> [Goal of the exercise]: Check each line of the material below for "RayTransferMatrix", then copy the ones that contain it.

*** Available records Section Begins ***

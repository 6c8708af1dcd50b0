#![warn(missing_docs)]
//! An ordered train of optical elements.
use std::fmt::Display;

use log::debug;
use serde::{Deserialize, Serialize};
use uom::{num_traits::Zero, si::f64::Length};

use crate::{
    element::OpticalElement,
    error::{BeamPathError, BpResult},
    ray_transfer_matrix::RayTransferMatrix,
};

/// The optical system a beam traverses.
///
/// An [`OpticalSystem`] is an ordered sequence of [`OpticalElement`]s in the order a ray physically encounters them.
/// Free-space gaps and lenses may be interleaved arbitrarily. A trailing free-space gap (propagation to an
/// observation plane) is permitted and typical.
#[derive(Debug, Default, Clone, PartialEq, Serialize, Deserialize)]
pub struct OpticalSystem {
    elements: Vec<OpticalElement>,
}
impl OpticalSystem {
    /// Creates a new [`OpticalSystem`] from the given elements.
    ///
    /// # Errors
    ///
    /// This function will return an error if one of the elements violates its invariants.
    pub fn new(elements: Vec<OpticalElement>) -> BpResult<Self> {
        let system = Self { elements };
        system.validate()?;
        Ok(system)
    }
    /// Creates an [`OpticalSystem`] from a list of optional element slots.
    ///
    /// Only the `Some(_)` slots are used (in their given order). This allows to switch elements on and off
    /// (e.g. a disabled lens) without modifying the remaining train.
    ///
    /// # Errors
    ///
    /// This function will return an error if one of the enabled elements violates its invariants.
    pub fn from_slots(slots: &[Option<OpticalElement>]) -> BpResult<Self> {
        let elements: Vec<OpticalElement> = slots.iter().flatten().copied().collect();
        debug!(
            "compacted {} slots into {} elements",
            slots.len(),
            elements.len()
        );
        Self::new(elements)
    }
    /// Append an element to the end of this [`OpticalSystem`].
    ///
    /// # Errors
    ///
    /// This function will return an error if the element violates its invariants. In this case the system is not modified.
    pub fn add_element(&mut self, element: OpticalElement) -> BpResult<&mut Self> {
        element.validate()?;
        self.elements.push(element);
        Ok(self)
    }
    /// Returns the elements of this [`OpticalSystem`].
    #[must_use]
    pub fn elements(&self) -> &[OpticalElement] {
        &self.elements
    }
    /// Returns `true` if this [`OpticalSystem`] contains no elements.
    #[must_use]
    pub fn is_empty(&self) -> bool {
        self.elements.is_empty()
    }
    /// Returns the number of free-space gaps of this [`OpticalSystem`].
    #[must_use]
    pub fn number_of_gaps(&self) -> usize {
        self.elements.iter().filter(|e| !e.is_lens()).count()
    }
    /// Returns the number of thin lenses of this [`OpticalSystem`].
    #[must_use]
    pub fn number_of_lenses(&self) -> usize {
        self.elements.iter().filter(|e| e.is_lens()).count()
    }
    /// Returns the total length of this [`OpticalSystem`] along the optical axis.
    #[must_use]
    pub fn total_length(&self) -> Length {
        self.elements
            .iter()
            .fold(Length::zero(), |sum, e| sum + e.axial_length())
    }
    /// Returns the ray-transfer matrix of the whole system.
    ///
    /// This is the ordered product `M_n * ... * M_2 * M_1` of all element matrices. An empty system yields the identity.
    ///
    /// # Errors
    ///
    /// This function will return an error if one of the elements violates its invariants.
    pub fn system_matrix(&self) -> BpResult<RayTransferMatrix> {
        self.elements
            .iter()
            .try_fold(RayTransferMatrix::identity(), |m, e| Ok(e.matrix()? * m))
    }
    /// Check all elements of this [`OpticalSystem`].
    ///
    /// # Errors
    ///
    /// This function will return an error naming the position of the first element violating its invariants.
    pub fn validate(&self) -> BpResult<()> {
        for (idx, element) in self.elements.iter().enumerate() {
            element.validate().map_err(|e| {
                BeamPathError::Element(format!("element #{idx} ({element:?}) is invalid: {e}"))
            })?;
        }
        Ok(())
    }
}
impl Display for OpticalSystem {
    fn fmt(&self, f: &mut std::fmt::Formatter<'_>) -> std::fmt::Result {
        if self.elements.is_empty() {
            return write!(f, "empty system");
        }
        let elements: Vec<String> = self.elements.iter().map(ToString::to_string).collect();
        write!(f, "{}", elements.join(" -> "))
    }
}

*** Available records Section Ends ***

> [Answer section]:
    ray_transfer_matrix::RayTransferMatrix,
    pub fn system_matrix(&self) -> BpResult<RayTransferMatrix> {
            .try_fold(RayTransferMatrix::identity(), |m, e| Ok(e.matrix()? * m))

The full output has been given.